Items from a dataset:
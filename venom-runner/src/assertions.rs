// Copyright (c) The venom-explorer Contributors
// SPDX-License-Identifier: MIT OR Apache-2.0

//! Conversion of JSON payloads into venom assertions.
//!
//! Every leaf of the payload becomes one assertion on its path below a prefix such as
//! `result.bodyjson`. Arrays also get an assertion on their length.

use crate::errors::{AssertionConvertError, ConvertInputKind};
use itertools::Itertools;
use serde_json::Value;

/// The prefix used when none is given.
pub const DEFAULT_PREFIX: &str = "result.bodyjson";

/// A result variable that holds parsed JSON for some executors.
#[derive(Clone, Copy, Debug, PartialEq, Eq)]
pub struct AssertionPrefix {
    /// The dotted path of the variable.
    pub path: &'static str,
    /// The executors that set it.
    pub executors: &'static str,
}

/// The result variables offered as prefixes, [`DEFAULT_PREFIX`] first.
pub const KNOWN_PREFIXES: &[AssertionPrefix] = &[
    AssertionPrefix {
        path: DEFAULT_PREFIX,
        executors: "HTTP, GRPC executors",
    },
    AssertionPrefix {
        path: "result.systemoutjson",
        executors: "Exec executor",
    },
    AssertionPrefix {
        path: "result.systemerrjson",
        executors: "Exec executor",
    },
    AssertionPrefix {
        path: "result.queries",
        executors: "SQL executor",
    },
    AssertionPrefix {
        path: "result.commands",
        executors: "Redis executor",
    },
    AssertionPrefix {
        path: "result.messagesjson",
        executors: "Kafka, AMQP, MQTT executors",
    },
    AssertionPrefix {
        path: "result.contentjson",
        executors: "ReadFile executor",
    },
];

/// Parses `input` as JSON and renders its assertions as a YAML list, one `- <assertion>` per
/// line.
///
/// `input_kind` only affects the error returned for invalid JSON.
pub fn convert_json(
    input: &str,
    input_kind: ConvertInputKind,
    prefix: &str,
) -> Result<String, AssertionConvertError> {
    let value: Value =
        serde_json::from_str(input).map_err(|err| AssertionConvertError::new(input_kind, err))?;
    Ok(json_to_assertions(&value, prefix)
        .iter()
        .format_with("\n", |assertion, f| f(&format_args!("- {assertion}")))
        .to_string())
}

/// Returns the assertions for every leaf of `value`, below the dotted path `prefix`.
///
/// * Arrays assert on `__len__`, then recurse into each element. An element's segment is its
///   parent's last segment followed by its index: `users.users0`.
/// * Objects recurse into each key, in document order. Keys are lowercased and `:` becomes `_`.
/// * `null` asserts `ShouldBeEmpty`, booleans `ShouldBeTrue` or `ShouldBeFalse`.
/// * Strings and numbers assert `ShouldEqual`. Strings are quoted verbatim, without escaping.
pub fn json_to_assertions(value: &Value, prefix: &str) -> Vec<String> {
    let mut path: Vec<String> = prefix.split('.').map(ToOwned::to_owned).collect();
    let mut assertions = Vec::new();
    collect(value, &mut path, &mut assertions);
    assertions
}

fn collect(value: &Value, path: &mut Vec<String>, out: &mut Vec<String>) {
    match value {
        Value::Array(items) => {
            out.push(format!("{}.__len__ ShouldEqual {}", path.join("."), items.len()));
            let parent = sanitize_segment(path.last().map_or("", String::as_str));
            for (index, item) in items.iter().enumerate() {
                path.push(format!("{parent}{index}"));
                collect(item, path, out);
                path.pop();
            }
        }
        Value::Object(map) => {
            for (key, item) in map {
                path.push(sanitize_segment(key));
                collect(item, path, out);
                path.pop();
            }
        }
        Value::Null => out.push(format!("{} ShouldBeEmpty", path.join("."))),
        Value::Bool(true) => out.push(format!("{} ShouldBeTrue", path.join("."))),
        Value::Bool(false) => out.push(format!("{} ShouldBeFalse", path.join("."))),
        Value::String(text) => out.push(format!("{} ShouldEqual \"{text}\"", path.join("."))),
        Value::Number(number) => {
            out.push(format!("{} ShouldEqual {}", path.join("."), format_number(number)));
        }
    }
}

fn sanitize_segment(segment: &str) -> String {
    segment.to_lowercase().replace(':', "_")
}

/// Formats a number the way venom's expression language reads it back: integers as-is,
/// other values in their shortest form, with an exponent beyond 1e21 or below 1e-6.
fn format_number(number: &serde_json::Number) -> String {
    if let Some(n) = number.as_i64() {
        return n.to_string();
    }
    if let Some(n) = number.as_u64() {
        return n.to_string();
    }
    let Some(n) = number.as_f64() else {
        return number.to_string();
    };

    if n == 0.0 {
        return "0".to_owned();
    }
    let magnitude = n.abs();
    if (1e-6..1e21).contains(&magnitude) {
        return n.to_string();
    }
    let exponential = format!("{n:e}");
    match exponential.split_once('e') {
        Some((mantissa, exponent)) if !exponent.starts_with('-') => {
            format!("{mantissa}e+{exponent}")
        }
        _ => exponential,
    }
}
// Copyright (c) The venom-explorer Contributors
// SPDX-License-Identifier: MIT OR Apache-2.0

//! Reporting of test trees and run events.
//!
//! The [`Reporter`] consumes [`RunEvent`]s. In the human format it writes each file's captured
//! output followed by its status line as the file finishes, then the messages of files that
//! didn't pass. In the JSON formats it aggregates a [`RunSummary`] and writes it once the run
//! finishes.

use crate::{
    helpers::{FormattedDuration, plural},
    runner::{RunEvent, RunStats, TestMessage, TestOutcome},
    timer::{Timer, whole_millis},
    tree::TestFileRecord,
};
use camino::{Utf8Path, Utf8PathBuf};
use owo_colors::{OwoColorize, Style};
use std::{io, time::Duration};
use venom_metadata::{
    FileRunSummary, RunSummary, TestNodeKind, TestNodeSummary, TestTreeSummary,
};

/// The format used to report trees and runs.
#[derive(Clone, Copy, Debug, Default, PartialEq, Eq)]
pub enum ReportFormat {
    /// Human-readable output.
    #[default]
    Human,
    /// A single line of JSON.
    Json,
    /// Pretty-printed JSON.
    JsonPretty,
}

/// Styles used for human-readable output.
#[derive(Clone, Debug, Default)]
pub struct Styles {
    /// Style for counts and numbers.
    pub count: Style,
    /// Style for passing files.
    pub pass: Style,
    /// Style for files with failures.
    pub fail: Style,
    /// Style for files with errors and aborted runs.
    pub error: Style,
    /// Style for cancelled runs and files that were not run.
    pub skip: Style,
    /// Style for group names in trees.
    pub group: Style,
    /// Style for secondary text: descriptions and locations.
    pub dim: Style,
}

impl Styles {
    /// Colorizes the styles for terminal output.
    pub fn colorize(&mut self) {
        self.count = Style::new().bold();
        self.pass = Style::new().bold().green();
        self.fail = Style::new().bold().red();
        self.error = Style::new().bold().magenta();
        self.skip = Style::new().bold().yellow();
        self.group = Style::new().bold().blue();
        self.dim = Style::new().dimmed();
    }
}

/// Writes a test tree in the given format.
pub fn write_tree(
    summary: &TestTreeSummary,
    format: ReportFormat,
    styles: &Styles,
    writer: &mut dyn io::Write,
) -> io::Result<()> {
    match format {
        ReportFormat::Human => {
            for root in &summary.roots {
                write_tree_node(root, 0, styles, writer)?;
            }
            let count = summary.files().count();
            writeln!(
                writer,
                "{} test suite {}",
                count.style(styles.count),
                plural::files_str(count)
            )
        }
        ReportFormat::Json | ReportFormat::JsonPretty => {
            write_json(summary, format == ReportFormat::JsonPretty, writer)
        }
    }
}

fn write_tree_node(
    node: &TestNodeSummary,
    depth: usize,
    styles: &Styles,
    writer: &mut dyn io::Write,
) -> io::Result<()> {
    let indent = "  ".repeat(depth);
    match node.kind {
        TestNodeKind::Group => {
            write!(writer, "{indent}{}/", node.label.style(styles.group))?;
            if depth == 0 {
                write!(writer, " {}", node.id.style(styles.dim))?;
            }
            writeln!(writer)?;
        }
        TestNodeKind::File => {
            write!(writer, "{indent}{}", node.label)?;
            if let Some(description) = &node.description {
                write!(writer, " {}", description.style(styles.dim))?;
            }
            match node.testcase_count {
                Some(count) => write!(
                    writer,
                    " ({} {})",
                    count.style(styles.count),
                    plural::testcases_str(count)
                )?,
                None => write!(writer, " {}", "(invalid)".style(styles.error))?,
            }
            writeln!(writer)?;
        }
    }

    for child in &node.children {
        write_tree_node(child, depth + 1, styles, writer)?;
    }
    Ok(())
}

fn write_json(
    value: &impl serde::Serialize,
    pretty: bool,
    writer: &mut dyn io::Write,
) -> io::Result<()> {
    if pretty {
        serde_json::to_writer_pretty(&mut *writer, value)?;
    } else {
        serde_json::to_writer(&mut *writer, value)?;
    }
    writeln!(writer)
}

/// Reports run events to a writer.
pub struct Reporter<W> {
    format: ReportFormat,
    styles: Styles,
    base_dir: Option<Utf8PathBuf>,
    writer: W,
    timer: Option<Timer>,
    output: Vec<String>,
    files: Vec<FileRunSummary>,
}

impl<W: io::Write> Reporter<W> {
    /// Creates a new reporter that writes to `writer`.
    pub fn new(format: ReportFormat, writer: W) -> Self {
        Self {
            format,
            styles: Styles::default(),
            base_dir: None,
            writer,
            timer: None,
            output: Vec::new(),
            files: Vec::new(),
        }
    }

    /// Colorizes human-readable output.
    pub fn colorize(&mut self) {
        self.styles.colorize();
    }

    /// Displays file paths relative to `base_dir` in human-readable output.
    pub fn set_base_dir(&mut self, base_dir: impl Into<Utf8PathBuf>) {
        self.base_dir = Some(base_dir.into());
    }

    /// Reports a single event.
    pub fn report_event(&mut self, event: &RunEvent<'_>) -> io::Result<()> {
        match event {
            RunEvent::RunStarted { file_count } => {
                self.timer = Some(Timer::start());
                if self.format == ReportFormat::Human {
                    writeln!(
                        self.writer,
                        "{:>12} {} {}",
                        "Starting".style(self.styles.pass),
                        file_count.style(self.styles.count),
                        plural::files_str(*file_count),
                    )?;
                }
            }
            RunEvent::FileStarted { .. } => {
                self.output.clear();
            }
            RunEvent::FileOutput { text, .. } => {
                self.output.push((*text).to_owned());
            }
            RunEvent::FileFinished {
                file,
                outcome,
                duration,
            } => {
                self.files.push(FileRunSummary {
                    path: file.path().to_owned(),
                    status: outcome.status(),
                    duration_ms: whole_millis(*duration),
                    messages: outcome.messages().iter().map(TestMessage::summary).collect(),
                    output: std::mem::take(&mut self.output),
                });
                if self.format == ReportFormat::Human {
                    self.write_file_finished(file, outcome, *duration)?;
                    self.writer.flush()?;
                }
            }
            RunEvent::RunAborted { file } => {
                if self.format == ReportFormat::Human {
                    writeln!(
                        self.writer,
                        "{:>12} venom is unavailable, stopping before {}",
                        "ABORTED".style(self.styles.error),
                        self.display_path(file.path()),
                    )?;
                    self.writer.flush()?;
                }
            }
            RunEvent::RunFinished { stats } => {
                match self.format {
                    ReportFormat::Human => self.write_summary(stats)?,
                    ReportFormat::Json | ReportFormat::JsonPretty => {
                        let summary = RunSummary {
                            files: std::mem::take(&mut self.files),
                            cancelled: stats.cancelled,
                            aborted: stats.aborted,
                        };
                        write_json(
                            &summary,
                            self.format == ReportFormat::JsonPretty,
                            &mut self.writer,
                        )?;
                    }
                }
                self.writer.flush()?;
            }
        }
        Ok(())
    }

    /// Returns the summaries of the files that finished so far.
    pub fn finished_files(&self) -> &[FileRunSummary] {
        &self.files
    }

    fn write_file_finished(
        &mut self,
        file: &TestFileRecord,
        outcome: &TestOutcome,
        duration: Duration,
    ) -> io::Result<()> {
        let (label, style) = match outcome {
            TestOutcome::Passed => ("PASS", self.styles.pass),
            TestOutcome::Failed(_) => ("FAIL", self.styles.fail),
            TestOutcome::Errored(_) => ("ERROR", self.styles.error),
        };

        let output = self.files.last().map_or(&[][..], |summary| &summary.output[..]);
        if !output.is_empty() {
            writeln!(
                self.writer,
                "{}",
                format!("--- OUTPUT: {} ---", file.label()).style(self.styles.dim)
            )?;
            for block in output {
                writeln!(self.writer, "{}", block.trim_end())?;
            }
        }

        writeln!(
            self.writer,
            "{:>12} [{:>8.3}s] {}",
            label.style(style),
            duration.as_secs_f64(),
            self.display_path(file.path()),
        )?;

        if outcome.messages().is_empty() {
            return Ok(());
        }
        for message in outcome.messages() {
            self.write_message(message, style)?;
        }
        writeln!(self.writer)
    }

    fn write_message(&mut self, message: &TestMessage, style: Style) -> io::Result<()> {
        writeln!(self.writer, "\n{} {}", "-->".style(style), message.message)?;
        if let Some(location) = &message.location {
            let at = if location.range.is_sentinel() {
                format!("{} (line not found)", self.display_path(&location.path))
            } else {
                format!("{}:{}", self.display_path(&location.path), location.range)
            };
            writeln!(self.writer, "    {} {}", "at".style(self.styles.dim), at)?;
        }
        if let Some((expected, actual)) = &message.diff {
            writeln!(
                self.writer,
                "    {} {}",
                "expected:".style(self.styles.pass),
                expected
            )?;
            writeln!(
                self.writer,
                "    {}   {}",
                "actual:".style(self.styles.fail),
                actual
            )?;
        }
        Ok(())
    }

    fn write_summary(&mut self, stats: &RunStats) -> io::Result<()> {
        let elapsed = self.timer.map_or(Duration::ZERO, |timer| timer.elapsed());
        let summary_style = if stats.is_success() {
            self.styles.pass
        } else if stats.cancelled || stats.initial_run_count == 0 {
            self.styles.skip
        } else {
            self.styles.fail
        };

        write!(
            self.writer,
            "{:>12} [{:>8.3}s] {}",
            "Summary".style(summary_style),
            elapsed.as_secs_f64(),
            stats.finished_count().style(self.styles.count),
        )?;
        if stats.finished_count() != stats.initial_run_count {
            write!(
                self.writer,
                "/{}",
                stats.initial_run_count.style(self.styles.count)
            )?;
        }
        writeln!(
            self.writer,
            " {} run: {} {}, {} {}, {} {}",
            plural::files_str(stats.initial_run_count),
            stats.passed.style(self.styles.count),
            "passed".style(self.styles.pass),
            stats.failed.style(self.styles.count),
            "failed".style(self.styles.fail),
            stats.errored.style(self.styles.count),
            "errored".style(self.styles.error),
        )?;

        if stats.cancelled {
            writeln!(
                self.writer,
                "{:>12} run cancelled after {}",
                "CANCELLED".style(self.styles.skip),
                FormattedDuration(elapsed),
            )?;
        }
        Ok(())
    }

    fn display_path(&self, path: &Utf8Path) -> String {
        self.base_dir
            .as_deref()
            .and_then(|base| pathdiff::diff_utf8_paths(path, base))
            .filter(|relative| !relative.starts_with(".."))
            .unwrap_or_else(|| path.to_owned())
            .into_string()
    }
}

Task objective:
The answer must consist of every line in the records above that contains the word "plural".

Task response:
    helpers::{FormattedDuration, plural},
                plural::files_str(count)
                    plural::testcases_str(count)
                        plural::files_str(*file_count),
            plural::files_str(stats.initial_run_count),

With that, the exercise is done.